:: ACTION ITEM ::
Whenever "should" appears in a line, please copy that line from the data.
++++++++++++++++++++
use axum::extract::Request;
use axum::http::HeaderValue;
use axum::middleware::Next;
use axum::response::Response;

/// Security-header baseline for every response, error bodies included.
///
/// The CSP only sets `frame-ancestors` so the Swagger UI keeps working.
pub async fn apply(req: Request, next: Next) -> Response {
    let mut response = next.run(req).await;
    let headers = response.headers_mut();
    headers.insert("x-content-type-options", HeaderValue::from_static("nosniff"));
    headers.insert("referrer-policy", HeaderValue::from_static("no-referrer"));
    headers.insert("x-frame-options", HeaderValue::from_static("DENY"));
    headers.insert(
        "content-security-policy",
        HeaderValue::from_static("frame-ancestors 'none'"),
    );
    headers.insert("cache-control", HeaderValue::from_static("no-store"));
    response
}

#[cfg(test)]
mod tests {
    use axum::body::Body;
    use axum::http::{Request, StatusCode};
    use axum::routing::post;
    use axum::{Router, middleware};
    use tower::ServiceExt;

    #[tokio::test]
    async fn rejected_deliveries_still_get_headers() {
        let app = Router::new()
            .route(
                "/v1/webhooks/typeform",
                post(|| async { StatusCode::FORBIDDEN }),
            )
            .layer(middleware::from_fn(super::apply));

        let response = app
            .oneshot(
                Request::post("/v1/webhooks/typeform")
                    .body(Body::empty())
                    .expect("request should build"),
            )
            .await
            .expect("request should succeed");

        assert_eq!(response.status(), StatusCode::FORBIDDEN);
        let headers = response.headers();
        for (name, value) in [
            ("x-content-type-options", "nosniff"),
            ("referrer-policy", "no-referrer"),
            ("x-frame-options", "DENY"),
            ("content-security-policy", "frame-ancestors 'none'"),
            ("cache-control", "no-store"),
        ] {
            assert_eq!(headers.get(name).expect(name), value);
        }
    }
}
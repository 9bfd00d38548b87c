use std::sync::Arc;

use async_trait::async_trait;
use serde_json::json;

use crate::secrets::{SLACK_WEBHOOK_URL, SecretError, SecretStore};

#[derive(Debug, thiserror::Error)]
pub enum NotifyError {
    #[error(transparent)]
    Secret(#[from] SecretError),
    #[error("slack request failed: {0}")]
    Request(#[from] reqwest::Error),
    #[error("slack returned status {0}")]
    Status(reqwest::StatusCode),
}

/// Chat-style notification channel.
#[async_trait]
pub trait Notifier: Send + Sync {
    async fn post(&self, text: &str) -> Result<(), NotifyError>;
}

/// Slack message announcing a freshly composed prompt.
pub fn format_prompt_message(prompt: &str) -> String {
    format!("*Prompt*:\n> {prompt}")
}

/// Where a [`SlackNotifier`] finds its incoming-webhook URL.
#[derive(Clone)]
pub enum WebhookTarget {
    /// Resolved through the secret store on every post.
    Secret(Arc<dyn SecretStore>),
    Fixed(String),
}

/// Posts `{"text": ...}` to a Slack incoming webhook.
#[derive(Clone)]
pub struct SlackNotifier {
    client: reqwest::Client,
    target: WebhookTarget,
}

impl SlackNotifier {
    pub fn new(client: reqwest::Client, target: WebhookTarget) -> Self {
        Self { client, target }
    }

    async fn webhook_url(&self) -> Result<String, SecretError> {
        match &self.target {
            WebhookTarget::Secret(secrets) => secrets.get(SLACK_WEBHOOK_URL).await,
            WebhookTarget::Fixed(url) => Ok(url.clone()),
        }
    }
}

#[async_trait]
impl Notifier for SlackNotifier {
    async fn post(&self, text: &str) -> Result<(), NotifyError> {
        let url = self.webhook_url().await?;
        let response = self
            .client
            .post(url)
            .json(&json!({ "text": text }))
            .send()
            .await?;

        if !response.status().is_success() {
            tracing::warn!(status = %response.status(), "Slack webhook returned non-success status");
            return Err(NotifyError::Status(response.status()));
        }
        Ok(())
    }
}
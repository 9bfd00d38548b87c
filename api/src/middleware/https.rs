use axum::extract::Request;
use axum::http::{HeaderValue, Method, StatusCode, Uri};
use axum::middleware::Next;
use axum::response::{IntoResponse, Response};

/// Enforces HTTPS behind a TLS-terminating proxy via `X-Forwarded-Proto`.
///
/// Plain-HTTP reads are redirected to the HTTPS equivalent. Anything else is
/// refused: a 301 makes clients replay a POST as a GET without its body, and a
/// webhook delivered that way would fail signature checks anyway.
pub async fn require_https(req: Request, next: Next) -> Response {
    let proto = req
        .headers()
        .get("x-forwarded-proto")
        .and_then(|v| v.to_str().ok())
        .unwrap_or("https");

    if proto.eq_ignore_ascii_case("http") {
        let mut response = match https_location(&req) {
            Some(uri) if req.method() == Method::GET || req.method() == Method::HEAD => {
                (StatusCode::MOVED_PERMANENTLY, [("location", uri.to_string())]).into_response()
            }
            _ => (StatusCode::FORBIDDEN, "HTTPS required").into_response(),
        };
        add_hsts_header(&mut response);
        return response;
    }

    let mut response = next.run(req).await;
    add_hsts_header(&mut response);
    response
}

fn https_location(req: &Request) -> Option<Uri> {
    let host = req
        .headers()
        .get("host")
        .and_then(|v| v.to_str().ok())
        .unwrap_or("localhost");
    let path_and_query = req
        .uri()
        .path_and_query()
        .map(|pq| pq.as_str())
        .unwrap_or("/");
    format!("https://{host}{path_and_query}").parse().ok()
}

fn add_hsts_header(response: &mut Response) {
    response.headers_mut().insert(
        "strict-transport-security",
        HeaderValue::from_static("max-age=63072000; includeSubDomains"),
    );
}
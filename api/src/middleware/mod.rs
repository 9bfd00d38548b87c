pub mod https;
pub mod rate_limit;
pub mod security_headers;
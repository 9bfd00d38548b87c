use axum::body::Body;
use axum::http::{HeaderValue, Response, StatusCode};
use tower_governor::{
    GovernorError, GovernorLayer, governor::GovernorConfigBuilder,
    key_extractor::SmartIpKeyExtractor,
};

pub type RateLimitLayer =
    GovernorLayer<SmartIpKeyExtractor, governor::middleware::NoOpMiddleware, Body>;

/// Rate limit for POST /v1/webhooks/typeform: 60 requests/minute per source IP,
/// bursts of 30 for batched redeliveries.
pub fn webhook_layer() -> RateLimitLayer {
    GovernorLayer::new(
        GovernorConfigBuilder::default()
            .per_second(1)
            .burst_size(30)
            .key_extractor(SmartIpKeyExtractor)
            .finish()
            .expect("invalid governor config for webhook"),
    )
    .error_handler(json_error_handler)
}

/// Returns the shared `ApiError` JSON shape with a Retry-After header.
fn json_error_handler(err: GovernorError) -> Response<Body> {
    let (status, retry_after, message) = match err {
        GovernorError::TooManyRequests { wait_time, .. } => (
            StatusCode::TOO_MANY_REQUESTS,
            Some(wait_time),
            format!("Too many requests. Retry after {wait_time} seconds."),
        ),
        GovernorError::UnableToExtractKey => (
            StatusCode::INTERNAL_SERVER_ERROR,
            None,
            "Unable to determine client identity for rate limiting".to_string(),
        ),
        GovernorError::Other { code, msg, .. } => (code, None, msg.unwrap_or_default()),
    };

    let body = serde_json::json!({
        "error": intake_core::error::codes::RATE_LIMITED,
        "message": message,
        "request_id": uuid::Uuid::now_v7().to_string(),
    });

    let mut response = Response::new(Body::from(body.to_string()));
    *response.status_mut() = status;
    let headers = response.headers_mut();
    headers.insert("content-type", HeaderValue::from_static("application/json"));
    if let Some(seconds) = retry_after {
        headers.insert("retry-after", HeaderValue::from(seconds));
    }
    response
}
++++++++++++++++++++
:: OUTPUT FOR THIS EXERCISE ::
                    .expect("request should build"),
            .expect("request should succeed");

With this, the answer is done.